Activity:
From the listing below, pull out the lines that hold "given".

*** Opening Data provided ***

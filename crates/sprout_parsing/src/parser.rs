//! A single pass, recursive descent parser that resolves names while building the syntax tree.
//!
//! Every production has its own method on [TokenParser]. Names are declared into and looked up
//! from the scope arena of the parser as soon as they are seen, so a name is only usable after
//! its declaration.

use sprout_ast::scope::{ScopeArena, ScopeId};
use sprout_ast::symbol::{DataType, Symbol, SymbolKind};
use sprout_ast::translation_unit::TranslationUnit;
use sprout_tokens::spanned::{Span, Spanned};
use sprout_tokens::token::{Token, TokenKind, TokenStream};
use std::any::type_name;
use tracing::{debug, trace};

pub use error::*;

mod error;
mod expr;
mod items;
mod statements;

/// A production that can be run by a [TokenParser]
pub trait Parser<'t, O> {
    /// The name of the production, used for the non terminal stack of errors
    fn non_terminal(&self) -> &'static str;
    fn parse(&mut self, parser: &mut TokenParser<'t>) -> SyntaxResult<O>;
}

impl<'t, O, F> Parser<'t, O> for F
where
    F: FnMut(&mut TokenParser<'t>) -> SyntaxResult<O>,
{
    fn non_terminal(&self) -> &'static str {
        let name = type_name::<O>();
        name.rsplit("::").next().unwrap_or(name)
    }

    fn parse(&mut self, parser: &mut TokenParser<'t>) -> SyntaxResult<O> {
        (self)(parser)
    }
}

/// The scope names are currently declared into, with the address the next variable gets
#[derive(Debug, Copy, Clone)]
struct ScopeFrame {
    scope: ScopeId,
    next_address: u32,
}

/// Parses and resolves a token stream.
///
/// A parser owns the scope arena it fills, so independent parses share nothing.
///
/// # Examples
/// ```
/// # use sprout_parsing::lexer::tokenize;
/// # use sprout_parsing::parser::TokenParser;
/// let tokens = tokenize("begin int x = 5; print(x); end");
/// let unit = TokenParser::new(&tokens).parse_program().unwrap();
/// assert_eq!(unit.global_symbol("x").map(|s| s.address), Some(0));
/// ```
#[derive(Debug)]
pub struct TokenParser<'t> {
    tokens: &'t [Token],
    cursor: usize,
    last_span: Option<Span>,
    scopes: ScopeArena,
    global: ScopeId,
    current: ScopeFrame,
    frames: Vec<ScopeFrame>,
    non_terminals: Vec<&'static str>,
}

impl<'t> TokenParser<'t> {
    /// Creates a new parser over a token stream, with a fresh global scope
    pub fn new(tokens: &'t TokenStream) -> Self {
        let mut scopes = ScopeArena::new();
        let global = scopes.create();
        Self {
            tokens: tokens.tokens(),
            cursor: 0,
            last_span: None,
            scopes,
            global,
            current: ScopeFrame {
                scope: global,
                next_address: 0,
            },
            frames: vec![],
            non_terminals: vec![],
        }
    }

    /// Parses an entire program, giving up at the first error
    pub fn parse_program(mut self) -> SyntaxResult<TranslationUnit> {
        let program = self.parse(Self::program)?;
        debug!(
            "parsed program with {} items and {} scopes",
            program.items.len(),
            self.scopes.len()
        );
        Ok(TranslationUnit::new(program, self.scopes, self.global))
    }

    /// Runs a production, tracking it on the non terminal stack
    #[inline]
    pub fn parse<O, P: Parser<'t, O>>(&mut self, mut parser: P) -> SyntaxResult<O> {
        let non_terminal = parser.non_terminal();
        trace!("starting {non_terminal} at {:?}", self.peek());
        self.non_terminals.push(non_terminal);
        let result = parser.parse(self);
        if result.is_ok() {
            self.non_terminals.pop();
        }
        result
    }

    /// The current token. Never moves past the end of input.
    pub(crate) fn peek(&self) -> &'t Token {
        self.token_at(self.cursor)
    }

    /// The token after the current one
    pub(crate) fn peek_next(&self) -> &'t Token {
        self.token_at(self.cursor + 1)
    }

    fn token_at(&self, index: usize) -> &'t Token {
        let tokens: &'t [Token] = self.tokens;
        &tokens[index.min(tokens.len() - 1)]
    }

    pub(crate) fn check(&self, kind: TokenKind) -> bool {
        self.peek().kind() == kind
    }

    pub(crate) fn consume(&mut self) -> &'t Token {
        let token = self.peek();
        if self.cursor < self.tokens.len() - 1 {
            self.cursor += 1;
        }
        trace!("consumed {token:?}");
        self.last_span = Some(token.span());
        token
    }

    /// Consumes the current token if it is of the given kind
    pub(crate) fn consume_if(&mut self, kind: TokenKind) -> Option<&'t Token> {
        if self.check(kind) {
            Some(self.consume())
        } else {
            None
        }
    }

    /// Consumes the current token, which must be of the given kind
    pub(crate) fn expect(&mut self, kind: TokenKind) -> SyntaxResult<&'t Token> {
        match self.consume_if(kind) {
            Some(token) => Ok(token),
            None => Err(self.error(ErrorKind::expected_token(kind.describe(), self.peek()))),
        }
    }

    /// The span from `start` through the last consumed token
    pub(crate) fn span_from(&self, start: Span) -> Span {
        match self.last_span {
            Some(last) if last.offset() >= start.offset() => start.join(last),
            _ => start,
        }
    }

    /// Creates an error at the current token.
    ///
    /// Reaching a token the lexer did not recognize is always reported as that token being unknown.
    pub(crate) fn error(&self, kind: ErrorKind) -> SyntaxError {
        let token = self.peek();
        let kind = match token.kind() {
            TokenKind::Unknown => ErrorKind::UnknownCharacter(token.lexeme().to_string()),
            _ => kind,
        };
        self.error_at(kind, token.span())
    }

    pub(crate) fn error_at(&self, kind: ErrorKind, span: Span) -> SyntaxError {
        SyntaxError::new(kind, span, self.non_terminals.clone())
    }

    /// Declares a variable or parameter into the current scope, at its next address
    pub(crate) fn declare(
        &mut self,
        name: &Token,
        kind: SymbolKind,
        ty: DataType,
    ) -> SyntaxResult<u32> {
        let address = self.current.next_address;
        self.insert(name, kind, ty, address)?;
        self.current.next_address += 1;
        Ok(address)
    }

    /// Declares a function or procedure into the current scope. Callables always have address
    /// 0 and do not use up an address.
    pub(crate) fn declare_callable(
        &mut self,
        name: &Token,
        kind: SymbolKind,
        ty: DataType,
    ) -> SyntaxResult<()> {
        self.insert(name, kind, ty, 0)
    }

    fn insert(
        &mut self,
        name: &Token,
        kind: SymbolKind,
        ty: DataType,
        address: u32,
    ) -> SyntaxResult<()> {
        let symbol = Symbol::new(name.lexeme(), kind, ty, name.line(), address);
        self.scopes
            .insert(self.current.scope, symbol)
            .map_err(|e| self.error_at(e.into(), name.span()))?;
        debug!(
            "declared {kind} {:?} in {} at address {address}",
            name.lexeme(),
            self.current.scope
        );
        Ok(())
    }

    /// Enters a new scope nested in the current one. Addresses within it start at 1.
    pub(crate) fn enter_scope(&mut self) -> ScopeId {
        let scope = self.scopes.enter(self.current.scope);
        let outer = std::mem::replace(
            &mut self.current,
            ScopeFrame {
                scope,
                next_address: 1,
            },
        );
        self.frames.push(outer);
        debug!("entered {scope}");
        scope
    }

    /// Returns to the scope that was current before the last [enter_scope](Self::enter_scope)
    pub(crate) fn leave_scope(&mut self) {
        if let Some(outer) = self.frames.pop() {
            debug!("left {}", self.current.scope);
            self.current = outer;
        }
    }

    /// Looks up a name from the current scope outwards
    pub(crate) fn resolve(&self, name: &str) -> Option<&Symbol> {
        self.scopes.lookup(self.current.scope, name)
    }
}

/// Parses a token stream into a checked translation unit
pub fn parse(tokens: &TokenStream) -> SyntaxResult<TranslationUnit> {
    TokenParser::new(tokens).parse_program()
}

#[cfg(test)]
pub(crate) mod tests {
    use super::*;
    use crate::lexer::tokenize;

    /// Runs `callback` with a parser over `src`
    pub(crate) fn test_parser<F>(src: &str, callback: F)
    where
        F: FnOnce(&mut TokenParser<'_>, &TokenStream),
    {
        let tokens = tokenize(src);
        let mut parser = TokenParser::new(&tokens);
        callback(&mut parser, &tokens);
    }

    #[test]
    fn test_peek_never_passes_eof() {
        let tokens = tokenize("x");
        let mut parser = TokenParser::new(&tokens);
        assert_eq!(parser.peek_next().kind(), TokenKind::Eof);
        parser.consume();
        assert_eq!(parser.consume().kind(), TokenKind::Eof);
        assert_eq!(parser.peek().kind(), TokenKind::Eof);
        assert_eq!(parser.peek_next().kind(), TokenKind::Eof);
    }

    #[test]
    fn test_expect_reports_found_token() {
        let tokens = tokenize("end");
        let mut parser = TokenParser::new(&tokens);
        let err = parser.expect(TokenKind::Begin).unwrap_err();
        assert_eq!(
            err.kind(),
            &ErrorKind::expected_token("'begin'", &tokens.tokens()[0])
        );
        assert_eq!(err.line(), 1);
    }

    #[test]
    fn test_error_on_unknown_token() {
        let tokens = tokenize("@");
        let mut parser = TokenParser::new(&tokens);
        let err = parser.expect(TokenKind::Begin).unwrap_err();
        assert_eq!(err.kind(), &ErrorKind::UnknownCharacter("@".to_string()));
        assert_eq!(err.category(), ErrorCategory::Lexical);
    }

    #[test]
    fn test_frames_restore_addresses() {
        let tokens = tokenize("a b c d");
        let mut parser = TokenParser::new(&tokens);
        let [a, b, c, d] = [0, 1, 2, 3].map(|i| &tokens.tokens()[i]);
        assert_eq!(
            parser.declare(a, SymbolKind::Variable, DataType::Integer).unwrap(),
            0
        );
        parser.enter_scope();
        assert_eq!(
            parser.declare(b, SymbolKind::Parameter, DataType::Integer).unwrap(),
            1
        );
        assert_eq!(
            parser.declare(c, SymbolKind::Variable, DataType::Float).unwrap(),
            2
        );
        assert!(parser.resolve("a").is_some());
        parser.leave_scope();
        assert!(parser.resolve("b").is_none());
        assert_eq!(
            parser.declare(d, SymbolKind::Variable, DataType::Integer).unwrap(),
            1
        );
    }
}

*** Closing Data provided ***

Answer box:
    /// Consumes the current token if it is of the given kind
    /// Consumes the current token, which must be of the given kind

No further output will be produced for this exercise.